═════ Stored data ═════

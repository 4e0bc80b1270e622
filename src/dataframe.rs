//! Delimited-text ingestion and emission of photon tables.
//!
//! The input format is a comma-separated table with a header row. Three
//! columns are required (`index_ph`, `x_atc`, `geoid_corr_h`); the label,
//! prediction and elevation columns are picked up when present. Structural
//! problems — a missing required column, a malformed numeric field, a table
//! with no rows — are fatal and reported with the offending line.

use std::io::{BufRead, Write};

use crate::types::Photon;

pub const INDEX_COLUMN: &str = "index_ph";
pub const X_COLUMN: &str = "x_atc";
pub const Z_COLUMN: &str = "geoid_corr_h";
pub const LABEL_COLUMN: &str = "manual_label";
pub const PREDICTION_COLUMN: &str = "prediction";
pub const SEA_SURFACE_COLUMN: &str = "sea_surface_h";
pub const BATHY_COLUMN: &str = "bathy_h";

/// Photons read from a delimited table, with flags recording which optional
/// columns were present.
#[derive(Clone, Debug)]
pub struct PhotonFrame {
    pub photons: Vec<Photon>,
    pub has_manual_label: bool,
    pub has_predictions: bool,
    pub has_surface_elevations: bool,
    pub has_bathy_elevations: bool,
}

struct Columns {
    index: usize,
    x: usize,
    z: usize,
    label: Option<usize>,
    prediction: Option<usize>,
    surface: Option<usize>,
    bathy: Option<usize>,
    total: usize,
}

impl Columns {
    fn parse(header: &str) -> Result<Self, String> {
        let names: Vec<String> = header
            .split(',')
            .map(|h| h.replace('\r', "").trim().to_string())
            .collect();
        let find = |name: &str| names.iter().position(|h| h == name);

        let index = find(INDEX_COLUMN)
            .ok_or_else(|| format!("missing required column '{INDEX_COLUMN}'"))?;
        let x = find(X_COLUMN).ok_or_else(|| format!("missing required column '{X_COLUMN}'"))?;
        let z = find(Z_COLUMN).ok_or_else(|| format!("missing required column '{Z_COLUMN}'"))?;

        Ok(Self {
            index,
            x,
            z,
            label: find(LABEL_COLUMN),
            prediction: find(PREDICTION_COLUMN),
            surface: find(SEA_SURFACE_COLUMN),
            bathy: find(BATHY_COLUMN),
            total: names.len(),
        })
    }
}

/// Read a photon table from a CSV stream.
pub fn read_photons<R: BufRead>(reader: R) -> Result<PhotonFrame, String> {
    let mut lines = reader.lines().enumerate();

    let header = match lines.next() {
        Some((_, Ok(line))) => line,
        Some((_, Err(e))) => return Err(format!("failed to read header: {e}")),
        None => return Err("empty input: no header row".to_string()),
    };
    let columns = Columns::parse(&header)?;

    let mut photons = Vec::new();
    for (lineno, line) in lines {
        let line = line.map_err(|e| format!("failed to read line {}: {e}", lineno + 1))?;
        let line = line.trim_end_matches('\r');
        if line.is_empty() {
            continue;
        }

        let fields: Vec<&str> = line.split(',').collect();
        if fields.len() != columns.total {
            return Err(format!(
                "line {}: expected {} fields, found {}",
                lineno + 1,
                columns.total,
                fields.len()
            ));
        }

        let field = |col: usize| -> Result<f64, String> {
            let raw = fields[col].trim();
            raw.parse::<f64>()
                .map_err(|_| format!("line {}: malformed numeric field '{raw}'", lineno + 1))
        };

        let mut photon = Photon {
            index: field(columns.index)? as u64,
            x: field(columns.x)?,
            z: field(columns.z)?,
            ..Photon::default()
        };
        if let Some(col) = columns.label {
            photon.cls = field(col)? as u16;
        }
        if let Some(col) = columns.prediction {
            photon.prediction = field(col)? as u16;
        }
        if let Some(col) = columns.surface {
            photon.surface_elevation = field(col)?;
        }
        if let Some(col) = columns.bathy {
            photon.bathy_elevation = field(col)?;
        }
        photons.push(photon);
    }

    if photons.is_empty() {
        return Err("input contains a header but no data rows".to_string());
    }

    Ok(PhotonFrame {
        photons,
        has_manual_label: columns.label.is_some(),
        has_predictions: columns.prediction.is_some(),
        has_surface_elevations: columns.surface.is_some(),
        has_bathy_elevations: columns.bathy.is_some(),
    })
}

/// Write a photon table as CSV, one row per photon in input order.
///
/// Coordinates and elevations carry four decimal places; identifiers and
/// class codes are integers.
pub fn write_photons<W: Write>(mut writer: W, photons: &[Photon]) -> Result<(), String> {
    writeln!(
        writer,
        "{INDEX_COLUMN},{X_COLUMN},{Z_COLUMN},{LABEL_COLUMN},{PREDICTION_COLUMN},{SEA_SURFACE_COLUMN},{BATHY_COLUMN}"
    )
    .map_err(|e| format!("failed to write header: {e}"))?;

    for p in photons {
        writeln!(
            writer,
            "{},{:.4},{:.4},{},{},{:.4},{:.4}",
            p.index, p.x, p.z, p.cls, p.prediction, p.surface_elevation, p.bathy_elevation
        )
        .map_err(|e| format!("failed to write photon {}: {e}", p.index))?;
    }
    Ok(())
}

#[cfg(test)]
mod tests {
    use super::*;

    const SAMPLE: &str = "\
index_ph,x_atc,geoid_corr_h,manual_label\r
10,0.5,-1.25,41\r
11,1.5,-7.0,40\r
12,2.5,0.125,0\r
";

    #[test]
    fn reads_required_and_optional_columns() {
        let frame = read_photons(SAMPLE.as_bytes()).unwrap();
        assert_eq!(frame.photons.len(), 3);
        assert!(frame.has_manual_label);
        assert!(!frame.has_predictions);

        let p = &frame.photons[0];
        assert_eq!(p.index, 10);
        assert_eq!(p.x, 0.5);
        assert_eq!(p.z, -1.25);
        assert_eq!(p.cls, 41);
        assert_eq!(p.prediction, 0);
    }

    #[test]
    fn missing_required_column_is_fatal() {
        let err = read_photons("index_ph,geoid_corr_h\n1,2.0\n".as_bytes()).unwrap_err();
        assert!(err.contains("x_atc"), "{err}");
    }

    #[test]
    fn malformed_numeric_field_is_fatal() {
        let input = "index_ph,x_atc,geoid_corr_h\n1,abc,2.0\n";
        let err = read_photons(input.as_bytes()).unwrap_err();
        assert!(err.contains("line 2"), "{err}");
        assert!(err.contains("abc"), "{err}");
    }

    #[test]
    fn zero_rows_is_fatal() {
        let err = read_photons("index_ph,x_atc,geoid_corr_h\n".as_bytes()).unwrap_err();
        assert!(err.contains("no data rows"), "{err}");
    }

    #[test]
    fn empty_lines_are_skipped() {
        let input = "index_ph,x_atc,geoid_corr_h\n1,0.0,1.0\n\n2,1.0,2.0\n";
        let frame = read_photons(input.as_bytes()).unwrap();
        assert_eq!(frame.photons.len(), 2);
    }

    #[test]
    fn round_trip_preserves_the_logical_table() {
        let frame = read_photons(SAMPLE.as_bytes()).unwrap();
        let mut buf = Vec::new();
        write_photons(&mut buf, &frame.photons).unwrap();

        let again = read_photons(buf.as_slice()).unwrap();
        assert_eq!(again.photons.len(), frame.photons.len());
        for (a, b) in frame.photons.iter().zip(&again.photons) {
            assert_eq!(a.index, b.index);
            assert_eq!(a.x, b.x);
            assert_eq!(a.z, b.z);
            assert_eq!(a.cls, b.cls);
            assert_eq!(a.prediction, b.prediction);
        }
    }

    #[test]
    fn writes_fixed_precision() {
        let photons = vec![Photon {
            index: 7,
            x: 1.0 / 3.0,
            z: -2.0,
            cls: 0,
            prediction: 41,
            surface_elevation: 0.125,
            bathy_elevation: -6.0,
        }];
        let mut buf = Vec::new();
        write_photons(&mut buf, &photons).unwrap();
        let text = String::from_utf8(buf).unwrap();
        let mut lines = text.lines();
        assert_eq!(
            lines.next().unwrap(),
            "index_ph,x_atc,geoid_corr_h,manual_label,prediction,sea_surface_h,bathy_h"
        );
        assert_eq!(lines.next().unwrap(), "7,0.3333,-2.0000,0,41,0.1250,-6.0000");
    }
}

═════

= Exercise instructions =
Reproduce, please, the lines of the material from its first line down to the line containing "when present. Structural", keeping both ends and nothing beyond them.

= Output of the task =
repository 4e0bc80b1270e622
filename src/dataframe.rs
//! Delimited-text ingestion and emission of photon tables.
//!
//! The input format is a comma-separated table with a header row. Three
//! columns are required (`index_ph`, `x_atc`, `geoid_corr_h`); the label,
//! prediction and elevation columns are picked up when present. Structural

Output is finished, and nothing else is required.